He’s 29, Black and a principal in Jackson, leading kids in the area he grew up in
JACKSON, Miss. (WLBT) - A non-traditional school in Jackson appointed a young Black man as principal for the upcoming school year.
Patrick Edmond is only 29-year-old, and his new title of principal humbles him at Smilow Prep, a charter school on Northside Drive.
“I’m so excited!”
Edmond started at the charter school in 2018 as a 7th-grade founding math teacher, immediately stunned by the students.
“They sat with their backs straight, feet flat, and kids spoke in complete sentences when called upon,” he said. “If I asked the students ‘what’s the square root of 49?’ they would respond, ‘the square root of 49 is 7.’”
Edmond couldn’t believe it.
“It changed how I saw education and the impact you can have as a teacher and developing character as a teacher,” he said.
He embraced the opportunity to create at the fairly new charter school, helping to start a track team which opened the door to more.
“I think that was the catalyst that brought the football team and basketball and cheerleading,” Edmond said.
Not stopping there, he became the 8th-grade founding math teacher the following year, starting the National Honor Society and STEM opportunities for students.
“Our math leagues are some of the smartest math leagues in the state, and we’re truly getting them invested into STEM-related careers and majors in college,” Edmond said. “I also had the opportunity to start a BETA club for our 5th grad and 6th-grade students to be scholastically rewarded even though they’re not old enough to be in the honor society yet.”
In 2020, the school appointed Edmond as assistant principal after his impact on students translated to higher test scores.
RePublic Schools says over 70% of Edmond’s students were proficient on the state math test that year.

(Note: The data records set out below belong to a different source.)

pub mod email;
pub mod http_client;
pub mod limiter;
pub mod utils;
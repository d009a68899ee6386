use actix_web::{get, web, HttpResponse, Responder};
use chrono::Utc;
use humantime::format_duration;
use serde::Serialize;
use std::time::Duration;

use crate::{constants::START_TIME, AppState};

#[derive(Serialize)]
struct HealthCheckResponse {
    status: &'static str,
    version: &'static str,
    environment: String,
    uptime: String,
    start_at: String,
    email_configured: bool,
}

#[get("/health")]
pub async fn health_check(state: web::Data<AppState>) -> impl Responder {
    let uptime = Utc::now().signed_duration_since(*START_TIME);
    let uptime = Duration::from_secs(uptime.num_seconds().max(0) as u64);

    HttpResponse::Ok().json(HealthCheckResponse {
        status: "healthy",
        version: env!("CARGO_PKG_VERSION"),
        environment: state.environment.to_string(),
        uptime: format_duration(uptime).to_string(),
        start_at: START_TIME.to_rfc3339(),
        email_configured: state.contact_handler.is_configured(),
    })
}
pub mod resend;
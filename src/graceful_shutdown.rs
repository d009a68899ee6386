use tokio::signal;
use tracing::{error, warn};

/// Resolves once the process is asked to stop. If a signal handler cannot
/// be installed that source is ignored and the other one still applies.
pub async fn shutdown_signal() {
    let ctrl_c = async {
        if let Err(e) = signal::ctrl_c().await {
            error!("Failed to listen for Ctrl+C: {}", e);
            std::future::pending::<()>().await;
        }
    };

    #[cfg(unix)]
    let terminate = async {
        use tokio::signal::unix::{signal, SignalKind};
        match signal(SignalKind::terminate()) {
            Ok(mut sigterm) => {
                sigterm.recv().await;
            }
            Err(e) => {
                error!("Failed to listen for SIGTERM: {}", e);
                std::future::pending::<()>().await;
            }
        }
    };

    #[cfg(not(unix))]
    let terminate = std::future::pending::<()>();

    tokio::select! {
        _ = ctrl_c => warn!("Ctrl+C received, stopping contact service"),
        _ = terminate => warn!("SIGTERM received, stopping contact service"),
    }
}
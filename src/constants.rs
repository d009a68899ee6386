use std::time::Duration;

use chrono::{DateTime, Utc};
use once_cell::sync::Lazy;

pub static START_TIME: Lazy<DateTime<Utc>> = Lazy::new(Utc::now);

pub const MAX_NAME_LENGTH: u64 = 100;
pub const MAX_EMAIL_LENGTH: u64 = 254;
pub const MAX_TREATMENT_LENGTH: u64 = 60;
pub const MAX_NOTES_LENGTH: u64 = 2000;
pub const MAX_COMPANY_LENGTH: u64 = 120;

/// Largest request body read for a submission. Any body past this cannot
/// hold fields that fit the limits above.
pub const MAX_BODY_BYTES: usize = 64 * 1024;

/// Requests accepted per client key inside one window.
pub const RATE_LIMIT_MAX: u32 = 5;
pub const RATE_LIMIT_WINDOW: Duration = Duration::from_secs(10 * 60);

/// Shared by every request that carries no forwarding header.
pub const UNKNOWN_CLIENT: &str = "unknown";

pub const FALLBACK_SENDER: &str = "Shvitz <onboarding@resend.dev>";
pub const EMAIL_SUBJECT: &str = "New Shvitz availability request";
pub const TREATMENT_PLACEHOLDER: &str = "Not specified";
pub const NOTES_PLACEHOLDER: &str = "Not provided";

pub const CONTACT_PATH: &str = "/api/contact";
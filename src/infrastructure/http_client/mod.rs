pub mod contact_client;
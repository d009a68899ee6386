pub mod contact_transport;
pub mod mailer;
pub mod rate_limit;
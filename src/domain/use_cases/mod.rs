pub mod contact;
pub mod contact_form;
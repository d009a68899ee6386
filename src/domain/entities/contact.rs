use once_cell::sync::Lazy;
use regex::Regex;
use serde::{Deserialize, Serialize};
use serde_json::{Map, Value};
use validator::Validate;

use crate::constants::{
    MAX_COMPANY_LENGTH, MAX_EMAIL_LENGTH, MAX_NAME_LENGTH, MAX_NOTES_LENGTH, MAX_TREATMENT_LENGTH,
};
use crate::errors::ValidationFailure;

/// Permissive on purpose: something, an `@`, something, a dot, something.
static EMAIL_PATTERN: Lazy<Regex> = Lazy::new(|| {
    Regex::new(r"\S+@\S+\.\S+").expect("email pattern is a valid regex")
});

/// Wire payload posted by the contact form.
#[derive(Debug, Clone, Default, PartialEq, Eq, Serialize, Deserialize)]
#[serde(default)]
pub struct ContactRequest {
    pub name: String,
    pub email: String,
    pub treatment: String,
    pub notes: String,
    pub company_field: String,
}

/// A request that passed validation. Every field is trimmed.
#[derive(Debug, Clone, PartialEq, Eq, Validate)]
pub struct ContactSubmission {
    #[validate(length(max = MAX_NAME_LENGTH))]
    pub name: String,

    #[validate(length(max = MAX_EMAIL_LENGTH))]
    pub email: String,

    #[validate(length(max = MAX_TREATMENT_LENGTH))]
    pub treatment: String,

    #[validate(length(max = MAX_NOTES_LENGTH))]
    pub notes: String,

    #[validate(length(max = MAX_COMPANY_LENGTH))]
    pub company_field: String,
}

impl ContactRequest {
    /// Decodes a request body leniently. Anything that is not a JSON object
    /// becomes an empty request, which then fails the identity check.
    pub fn from_json_bytes(body: &[u8]) -> Self {
        match serde_json::from_slice::<Value>(body) {
            Ok(Value::Object(map)) => Self::from_object(&map),
            _ => Self::default(),
        }
    }

    fn from_object(map: &Map<String, Value>) -> Self {
        let company_field = match string_field(map, "company_field") {
            value if value.is_empty() => string_field(map, "company"),
            value => value,
        };

        ContactRequest {
            name: string_field(map, "name"),
            email: string_field(map, "email"),
            treatment: string_field(map, "treatment"),
            notes: string_field(map, "notes"),
            company_field,
        }
    }

    /// Applies the contact schema. Name and email are checked before any
    /// length limit, so an empty name wins over an oversized note.
    pub fn validated(&self) -> Result<ContactSubmission, ValidationFailure> {
        let submission = ContactSubmission {
            name: self.name.trim().to_string(),
            email: self.email.trim().to_string(),
            treatment: self.treatment.trim().to_string(),
            notes: self.notes.trim().to_string(),
            company_field: self.company_field.trim().to_string(),
        };

        if submission.name.is_empty()
            || submission.email.is_empty()
            || !is_valid_email(&submission.email)
        {
            return Err(ValidationFailure::MissingIdentity);
        }

        submission
            .validate()
            .map_err(|_| ValidationFailure::TooLong)?;

        Ok(submission)
    }
}

impl ContactSubmission {
    /// Honeypot check. Real visitors never see the company field.
    pub fn is_spam(&self) -> bool {
        !self.company_field.is_empty()
    }
}

pub fn is_valid_email(value: &str) -> bool {
    EMAIL_PATTERN.is_match(value)
}

fn string_field(map: &Map<String, Value>, key: &str) -> String {
    match map.get(key) {
        None | Some(Value::Null) => String::new(),
        Some(Value::String(s)) => s.clone(),
        Some(other) => other.to_string(),
    }
}
use std::time::{Duration, Instant};

use parking_lot::Mutex;

pub trait Clock: Send + Sync {
    fn now(&self) -> Instant;
}

#[derive(Debug, Default, Clone, Copy)]
pub struct SystemClock;

impl Clock for SystemClock {
    fn now(&self) -> Instant {
        Instant::now()
    }
}

/// A clock that only moves when told to. Used to step through rate-limit
/// windows without sleeping.
#[derive(Debug)]
pub struct ManualClock {
    now: Mutex<Instant>,
}

impl ManualClock {
    pub fn new() -> Self {
        Self { now: Mutex::new(Instant::now()) }
    }

    pub fn advance(&self, by: Duration) {
        *self.now.lock() += by;
    }
}

impl Default for ManualClock {
    fn default() -> Self {
        Self::new()
    }
}

impl Clock for ManualClock {
    fn now(&self) -> Instant {
        *self.now.lock()
    }
}
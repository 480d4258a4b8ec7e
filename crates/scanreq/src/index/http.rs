use miette::Diagnostic;
use std::fmt::Debug;
use std::time::Duration;
use thiserror::Error;
use url::Url;

/// Reads the full body behind a URL. Every network access of this crate goes through this trait
/// so it can be substituted in tests.
pub trait Fetch: Debug + Send + Sync {
    /// Blocks until the whole resource has been read into memory.
    fn fetch(&self, url: &Url) -> Result<Vec<u8>, FetchError>;
}

#[derive(Debug, Error, Diagnostic)]
#[allow(missing_docs)]
pub enum FetchError {
    #[error("failed to fetch {url}")]
    Http {
        url: Url,
        #[source]
        source: reqwest::Error,
    },

    #[error("failed to fetch {url}: server responded with {status}")]
    Status { url: Url, status: u16 },

    #[error("failed to construct http client")]
    Client(#[source] reqwest::Error),

    #[error("failed to read {0}")]
    Io(String, #[source] std::io::Error),
}

/// A blocking HTTP client.
#[derive(Debug, Clone)]
pub struct HttpClient {
    client: reqwest::blocking::Client,
}

impl HttpClient {
    /// Constructs a new instance with the crate's user agent.
    pub fn new() -> Result<Self, FetchError> {
        let client = reqwest::blocking::Client::builder()
            .user_agent(concat!(env!("CARGO_PKG_NAME"), "/", env!("CARGO_PKG_VERSION")))
            .connect_timeout(Duration::from_secs(30))
            .build()
            .map_err(FetchError::Client)?;
        Ok(Self { client })
    }

    /// Wraps an already configured client.
    pub fn from_client(client: reqwest::blocking::Client) -> Self {
        Self { client }
    }
}

impl Fetch for HttpClient {
    #[tracing::instrument(level = "debug", skip(self), fields(url = %url))]
    fn fetch(&self, url: &Url) -> Result<Vec<u8>, FetchError> {
        if url.scheme() == "file" {
            let path = url
                .to_file_path()
                .map_err(|_| FetchError::Status {
                    url: url.clone(),
                    status: 404,
                })?;
            return fs_err::read(&path).map_err(|e| FetchError::Io(url.to_string(), e));
        }

        let http_error = |source| FetchError::Http {
            url: url.clone(),
            source,
        };
        let response = self.client.get(url.clone()).send().map_err(http_error)?;
        let status = response.status();
        if !status.is_success() {
            return Err(FetchError::Status {
                url: url.clone(),
                status: status.as_u16(),
            });
        }
        let bytes = response.bytes().map_err(http_error)?;
        tracing::debug!("fetched {} bytes", bytes.len());
        Ok(bytes.to_vec())
    }
}
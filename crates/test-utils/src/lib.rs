//! Builders for the archives and source trees that tests feed into `scanreq`. Everything is
//! written to disk, nothing touches the network.
use flate2::{write::GzEncoder, Compression};
use std::io::Write;
use std::path::{Path, PathBuf};
use thiserror::Error;
use zip::{write::FileOptions, ZipWriter};

#[derive(Debug, Error)]
pub enum Error {
    #[error("failed to write {0}")]
    Io(PathBuf, #[source] std::io::Error),

    #[error("failed to write zip archive {0}")]
    Zip(PathBuf, #[source] zip::result::ZipError),
}

/// Renders a minimal core metadata file.
pub fn metadata(name: &str, version: &str, requires_dist: &[&str]) -> String {
    let mut metadata = format!("Metadata-Version: 2.1\nName: {name}\nVersion: {version}\n");
    for requirement in requires_dist {
        metadata.push_str(&format!("Requires-Dist: {requirement}\n"));
    }
    metadata
}

/// Writes a zip archive with the given entries.
pub fn write_zip(path: &Path, entries: &[(&str, &[u8])]) -> Result<PathBuf, Error> {
    let file = std::fs::File::create(path).map_err(|e| Error::Io(path.to_path_buf(), e))?;
    let mut writer = ZipWriter::new(file);
    for (name, contents) in entries {
        writer
            .start_file(*name, FileOptions::default())
            .map_err(|e| Error::Zip(path.to_path_buf(), e))?;
        writer
            .write_all(contents)
            .map_err(|e| Error::Io(path.to_path_buf(), e))?;
    }
    writer
        .finish()
        .map_err(|e| Error::Zip(path.to_path_buf(), e))?;
    Ok(path.to_path_buf())
}

/// Writes `<dir>/<name>-<version>-py3-none-any.whl` carrying a `METADATA` entry built from the
/// arguments.
pub fn write_wheel(
    dir: &Path,
    name: &str,
    version: &str,
    requires_dist: &[&str],
) -> Result<PathBuf, Error> {
    let escaped = name.replace('-', "_");
    let dist_info = format!("{escaped}-{version}.dist-info");
    let metadata = metadata(name, version, requires_dist);
    let wheel = "Wheel-Version: 1.0\nGenerator: test-utils\nRoot-Is-Purelib: true\nTag: py3-none-any\n";
    let init_py = format!("{escaped}/__init__.py");
    let metadata_path = format!("{dist_info}/METADATA");
    let wheel_path = format!("{dist_info}/WHEEL");
    let record_path = format!("{dist_info}/RECORD");
    write_zip(
        &dir.join(format!("{escaped}-{version}-py3-none-any.whl")),
        &[
            (init_py.as_str(), b"".as_slice()),
            (metadata_path.as_str(), metadata.as_bytes()),
            (wheel_path.as_str(), wheel.as_bytes()),
            (record_path.as_str(), b"".as_slice()),
        ],
    )
}

/// Writes the given files below `root`, creating parent directories as needed.
pub fn write_tree(root: &Path, files: &[(&str, &str)]) -> Result<PathBuf, Error> {
    for (relative, contents) in files {
        let path = root.join(relative);
        if let Some(parent) = path.parent() {
            std::fs::create_dir_all(parent).map_err(|e| Error::Io(parent.to_path_buf(), e))?;
        }
        std::fs::write(&path, contents).map_err(|e| Error::Io(path.clone(), e))?;
    }
    Ok(root.to_path_buf())
}

/// Writes a gzipped tarball at `path` with the given files.
pub fn write_tar_gz(path: &Path, files: &[(&str, &str)]) -> Result<PathBuf, Error> {
    let io_err = |e| Error::Io(path.to_path_buf(), e);
    let file = std::fs::File::create(path).map_err(io_err)?;
    let mut builder = tar::Builder::new(GzEncoder::new(file, Compression::default()));
    for (name, contents) in files {
        let mut header = tar::Header::new_gnu();
        header.set_size(contents.len() as u64);
        header.set_mode(0o644);
        header.set_cksum();
        builder
            .append_data(&mut header, name, contents.as_bytes())
            .map_err(io_err)?;
    }
    builder
        .into_inner()
        .and_then(|encoder| encoder.finish())
        .map_err(io_err)?;
    Ok(path.to_path_buf())
}

/// Writes `<dir>/<name>-<version>.tar.gz` laid out like a setuptools sdist: a single
/// `<name>-<version>/` directory with a `setup.py`, a `PKG-INFO` and `extra` files.
pub fn write_sdist(
    dir: &Path,
    name: &str,
    version: &str,
    extra: &[(&str, &str)],
) -> Result<PathBuf, Error> {
    let prefix = format!("{name}-{version}");
    let pkg_info = metadata(name, version, &[]);
    let setup_py = format!("from setuptools import setup\nsetup(name={name:?}, version={version:?})\n");

    let mut files = vec![
        (format!("{prefix}/setup.py"), setup_py),
        (format!("{prefix}/PKG-INFO"), pkg_info),
    ];
    files.extend(
        extra
            .iter()
            .map(|(path, contents)| (format!("{prefix}/{path}"), contents.to_string())),
    );
    let files = files
        .iter()
        .map(|(path, contents)| (path.as_str(), contents.as_str()))
        .collect::<Vec<_>>();

    write_tar_gz(&dir.join(format!("{prefix}.tar.gz")), &files)
}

“Patrick led strong math instruction to foster a deep understanding and love of math with his kids, and most recently as an Assistant Principal, he coached and developed teachers on leading strong virtual instruction and creating a sense of community and belonging through distance learning,” said Laurie Brown, chief of staff, RePublic Charter Schools. “We can’t wait to see what Patrick’s continued impact will be.”
And teachers and parents are excited too.
“He has a servant’s heart,” Kelsey Burwell, a literacy teacher, said. “He treats everyone with the same respect regardless of the title. I have no doubt in mind that he will lead Smilow Prep to the top.”
“The best thing about having Mr. Edmond as principal now is that he was my son’s teacher, and I got a chance to really see his passion for the scholars. It’s not just a job for him,” one parent named Tamekia Roger said.
Edmond said the students are a reflection of him.
“When I look at those kids, I see me, I see my sisters, I see my sons,” said Edmond, who has overcome his share of struggles.
He knows what it’s like to grow up in a single-parent home and even experience homelessness after dropping out of college, despite graduating in the top ten of his class at Jim Hill High School.
“I had so many options and open doors that I never had to really think about what I wanted to do in life,” Edmond said. “I knew I was smart and could do anything but had no passion for one thing.”
At one point, Edmond said he was an executive assistant, part-time accountant and even ran for Jackson’s city council after being wait-listed for medical school, all while serving as a U.S. Navy Reserve.
Now that he’s tried his hand at teaching, life won’t ever be the same, and students can feel it.
“Mr. Edmond always has a big smile on his face which makes him very fun to be around,” Smilow Prep 7th grader Janiyah Rogers said.
Principal Edmond says his game plan for the new year is “catching the COVID slide and making sure we assess all of our kids, get them the right interventions and close any gaps that COVID may have widened for our students.”